A literature review identified three mindfulness meditation techniques used to decrease student stress. The techniques need to be personalized and understood in order for the student to implement them into their clinical experience. The project itself consisted of a short oral presentation, including education and instruction on mindfulness meditation, followed by discussion and a question and answer period. This teaching methodology was specifically chosen to keep the session personal, interactive, and responsive to student reactions to the strategies that target their fears.
Mindfulness meditation and the focus on its use in stress reduction in the United States has been frequently attributed in part to the Mindfulness Based Stress Reduction (MBSR) program developed by Jon Kabat-Zinn at the University of Massachusetts in 1979 (The Greater Good Science Center, 2016). As a Professor of Medicine Emeritus, Kabat-Zinn emphasizes the importance of mindfulness meditation for those in healthcare careers (Kabat-Zinn & Gazella, 2005). Dr. Kabat-Zinn explains that this form of mindfulness is not something that just happens, but is something that needs to be taught, developed, practiced, and maintained (Kabat-Zinn & Gazella, 2005, p. 60).
The mindfulness meditation strategies determined appropriate for this audience consist of three specific techniques used to focus the student on the physical feeling of their body for a brief moment, to help bring them into that exact moment without focusing on other tasks, and establishing connection with what is to be done at present. Dr. Kabat-Zinn primarily discusses how the technique of “watching” one’s own breath helps to center the student, connect them with their physical self, and create mindfulness by focusing on the present moment (The Greater Good Science Center, 2016). “Watching” a breath can be done in a variety of ways, depending on how and where the individual physically feels their breath, and focusing their attention to that point (The Greater Good Science Center, 2016; Dr. Brown, personal communication, February 28, 2016). Examples include how the breath feels on the upper lip coming from the nose, how the air feels passing in and out of the nostrils, how the stomach feels when breathing, or the rise and fall of the chest. The two other techniques included have similar grounding effects, and consist of feeling your feet in your shoes and on the floor, or what water on their hands feels like while washing them prior to entering a patient room.

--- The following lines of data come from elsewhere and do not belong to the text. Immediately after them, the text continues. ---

//! # Knowledge index
//!
//! Two independent collections, [`Category::General`] and [`Category::Technical`],
//! each holding immutable [`KnowledgeEntry`] rows built by the synchronizer.
//!
//! Each category slot is an `RwLock<Arc<Collection>>`. Readers take the lock
//! only long enough to clone the `Arc` and then work on that snapshot, so a
//! query started before a swap finishes against the old collection and a query
//! started after it sees the new one. [`KnowledgeIndex::swap`] replaces the
//! pointer in one step; there is no moment where a slot holds a partial or
//! empty replacement.
//!
//! Lookups:
//! - [`KnowledgeIndex::keyword_lookup`]: exact key match through the reverse
//!   index, then substring containment in either direction.
//! - [`Collection::nearest`]: exact cosine-distance scan, ascending.

use std::collections::HashMap;
use std::fmt;
use std::sync::Arc;

use parking_lot::RwLock;
use serde::{Deserialize, Serialize};

use crate::error::IndexUnavailableError;
use crate::normalize::normalize_query;

/// Which collection an entry belongs to.
#[derive(Debug, Clone, Copy, PartialEq, Eq, PartialOrd, Ord, Hash, Serialize, Deserialize)]
#[serde(rename_all = "lowercase")]
pub enum Category {
    General,
    Technical,
}

impl Category {
    /// Lookup order used wherever both collections are consulted in turn.
    pub const ALL: [Category; 2] = [Category::General, Category::Technical];

    pub fn name(&self) -> &'static str {
        match self {
            Category::General => "general",
            Category::Technical => "technical",
        }
    }
}

impl fmt::Display for Category {
    fn fmt(&self, f: &mut fmt::Formatter<'_>) -> fmt::Result {
        f.write_str(self.name())
    }
}

/// One question/answer row with its key embedding.
#[derive(Debug, Clone, PartialEq)]
pub struct KnowledgeEntry {
    pub raw_key: String,
    pub normalized_key: String,
    pub answer: String,
    pub embedding: Vec<f32>,
    pub category: Category,
}

impl KnowledgeEntry {
    pub fn new(category: Category, raw_key: &str, answer: &str, embedding: Vec<f32>) -> Self {
        Self {
            raw_key: raw_key.to_string(),
            normalized_key: normalize_query(raw_key),
            answer: answer.to_string(),
            embedding,
            category,
        }
    }
}

/// A keyword match.
#[derive(Debug, Clone, PartialEq)]
pub struct KeywordHit {
    pub category: Category,
    pub answer: String,
    /// `true` for a reverse-index hit, `false` for substring containment.
    pub exact: bool,
}

/// A vector search neighbour.
#[derive(Debug, Clone, PartialEq)]
pub struct VectorHit {
    pub distance: f32,
    pub answer: String,
    pub key: String,
}

/// An immutable set of entries for one category, plus its reverse index.
#[derive(Debug)]
pub struct Collection {
    category: Category,
    model_id: String,
    dimension: usize,
    entries: Vec<KnowledgeEntry>,
    by_key: HashMap<String, usize>,
}

impl Collection {
    /// A collection with no entries, bound to a model.
    pub fn empty(category: Category, model_id: &str, dimension: usize) -> Self {
        Self {
            category,
            model_id: model_id.to_string(),
            dimension,
            entries: Vec::new(),
            by_key: HashMap::new(),
        }
    }

    /// Build a collection, rejecting any entry whose embedding does not match
    /// `dimension` or that belongs to another category.
    ///
    /// The first row wins the reverse-index slot for a duplicated key; later
    /// duplicates still take part in vector search.
    pub fn build(
        category: Category,
        model_id: &str,
        dimension: usize,
        entries: Vec<KnowledgeEntry>,
    ) -> Result<Self, IndexUnavailableError> {
        let mut by_key = HashMap::with_capacity(entries.len());
        let mut kept = Vec::with_capacity(entries.len());

        for mut entry in entries {
            if entry.embedding.len() != dimension {
                return Err(IndexUnavailableError::DimensionMismatch {
                    category,
                    expected: dimension,
                    actual: entry.embedding.len(),
                });
            }
            if entry.normalized_key.is_empty() {
                continue;
            }
            entry.category = category;
            by_key
                .entry(entry.normalized_key.clone())
                .or_insert(kept.len());
            kept.push(entry);
        }

        Ok(Self {
            category,
            model_id: model_id.to_string(),
            dimension,
            entries: kept,
            by_key,
        })
    }

    pub fn category(&self) -> Category {
        self.category
    }

    pub fn model_id(&self) -> &str {
        &self.model_id
    }

    pub fn dimension(&self) -> usize {
        self.dimension
    }

    pub fn len(&self) -> usize {
        self.entries.len()
    }

    pub fn is_empty(&self) -> bool {
        self.entries.is_empty()
    }

    pub fn entries(&self) -> &[KnowledgeEntry] {
        &self.entries
    }

    /// O(1) reverse-index lookup.
    pub fn exact(&self, normalized_query: &str) -> Option<&KnowledgeEntry> {
        self.by_key.get(normalized_query).map(|&i| &self.entries[i])
    }

    /// First entry whose key contains the query or is contained by it.
    pub fn containing(&self, normalized_query: &str) -> Option<&KnowledgeEntry> {
        if normalized_query.is_empty() {
            return None;
        }
        self.entries.iter().find(|entry| {
            normalized_query.contains(entry.normalized_key.as_str())
                || entry.normalized_key.contains(normalized_query)
        })
    }

    /// Up to `k` nearest entries by cosine distance, closest first.
    pub fn nearest(&self, query: &[f32], k: usize) -> Result<Vec<VectorHit>, IndexUnavailableError> {
        if self.entries.is_empty() {
            return Err(IndexUnavailableError::Empty {
                category: self.category,
            });
        }
        if query.len() != self.dimension {
            return Err(IndexUnavailableError::DimensionMismatch {
                category: self.category,
                expected: self.dimension,
                actual: query.len(),
            });
        }

        let mut scored: Vec<(f32, &KnowledgeEntry)> = self
            .entries
            .iter()
            .map(|entry| (cosine_distance(query, &entry.embedding), entry))
            .collect();
        scored.sort_by(|a, b| a.0.total_cmp(&b.0));
        scored.truncate(k);

        Ok(scored
            .into_iter()
            .map(|(distance, entry)| VectorHit {
                distance,
                answer: entry.answer.clone(),
                key: entry.raw_key.clone(),
            })
            .collect())
    }
}

/// `1 - cosine similarity`. A zero vector is maximally dissimilar (distance 1).
pub fn cosine_distance(a: &[f32], b: &[f32]) -> f32 {
    let mut dot = 0.0f32;
    let mut na = 0.0f32;
    let mut nb = 0.0f32;
    for (x, y) in a.iter().zip(b.iter()) {
        dot += x * y;
        na += x * x;
        nb += y * y;
    }
    if na == 0.0 || nb == 0.0 {
        return 1.0;
    }
    1.0 - dot / (na.sqrt() * nb.sqrt())
}

/// The two swappable collections.
pub struct KnowledgeIndex {
    general: RwLock<Arc<Collection>>,
    technical: RwLock<Arc<Collection>>,
}

impl KnowledgeIndex {
    /// Start with two empty collections bound to their models.
    pub fn new(general: Collection, technical: Collection) -> Self {
        Self {
            general: RwLock::new(Arc::new(general)),
            technical: RwLock::new(Arc::new(technical)),
        }
    }

    fn slot(&self, category: Category) -> &RwLock<Arc<Collection>> {
        match category {
            Category::General => &self.general,
            Category::Technical => &self.technical,
        }
    }

    /// Snapshot of the collection currently served for `category`.
    pub fn current(&self, category: Category) -> Arc<Collection> {
        Arc::clone(&self.slot(category).read())
    }

    /// Replace the served collection for the collection's own category and
    /// return the one it replaced.
    pub fn swap(&self, collection: Collection) -> Arc<Collection> {
        let replacement = Arc::new(collection);
        let mut slot = self.slot(replacement.category()).write();
        std::mem::replace(&mut *slot, replacement)
    }

    /// Exact match in either collection, then substring containment in either.
    pub fn keyword_lookup(&self, normalized_query: &str) -> Option<KeywordHit> {
        let snapshots = Category::ALL.map(|category| self.current(category));

        for collection in &snapshots {
            if let Some(entry) = collection.exact(normalized_query) {
                return Some(KeywordHit {
                    category: collection.category(),
                    answer: entry.answer.clone(),
                    exact: true,
                });
            }
        }

        for collection in &snapshots {
            if let Some(entry) = collection.containing(normalized_query) {
                return Some(KeywordHit {
                    category: collection.category(),
                    answer: entry.answer.clone(),
                    exact: false,
                });
            }
        }

        None
    }

    /// Nearest neighbours in one collection.
    pub fn vector_search(
        &self,
        query_embedding: &[f32],
        category: Category,
        k: usize,
    ) -> Result<Vec<VectorHit>, IndexUnavailableError> {
        self.current(category).nearest(query_embedding, k)
    }

    /// Total entries across both collections.
    pub fn len(&self) -> usize {
        Category::ALL
            .iter()
            .map(|category| self.current(*category).len())
            .sum()
    }

    pub fn is_empty(&self) -> bool {
        self.len() == 0
    }

    /// Render the knowledge base as `Проблема:/Решение:` blocks for a prompt,
    /// stopping before `max_chars` would be exceeded.
    pub fn knowledge_digest(&self, max_chars: usize) -> String {
        let mut digest = String::new();
        let mut used = 0usize;

        'outer: for category in Category::ALL {
            let collection = self.current(category);
            for entry in collection.entries() {
                let block = format!("Проблема: {}\nРешение: {}", entry.raw_key, entry.answer);
                let cost = block.chars().count() + 2;
                if used + cost > max_chars {
                    break 'outer;
                }
                if !digest.is_empty() {
                    digest.push_str("\n\n");
                }
                digest.push_str(&block);
                used += cost;
            }
        }

        if digest.is_empty() {
            "База знаний пуста.".to_string()
        } else {
            digest
        }
    }
}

As a leadership student, it was critical to establish a trusting relationship and collaborative rapport with underclassmen while providing respectful, positive and corrective feedback. Multiple measures were used to evaluate student knowledge, skills, and attitudes (KSAs) after implementing mindfulness meditation strategies in the real-world clinical setting were used to assess the learning outcomes. Multiple measures included reflective journaling, weekly conversations, and observation of behavior changes in the students. The most meaningful and informative findings were revealed in reflective journaling. The written student journals showed a willingness to reflect on practice and to implement the use of the strategies. Student comments and themes will be included in the poster presentation. In addition, reflections and learning outcomes by the senior leadership students will be reported.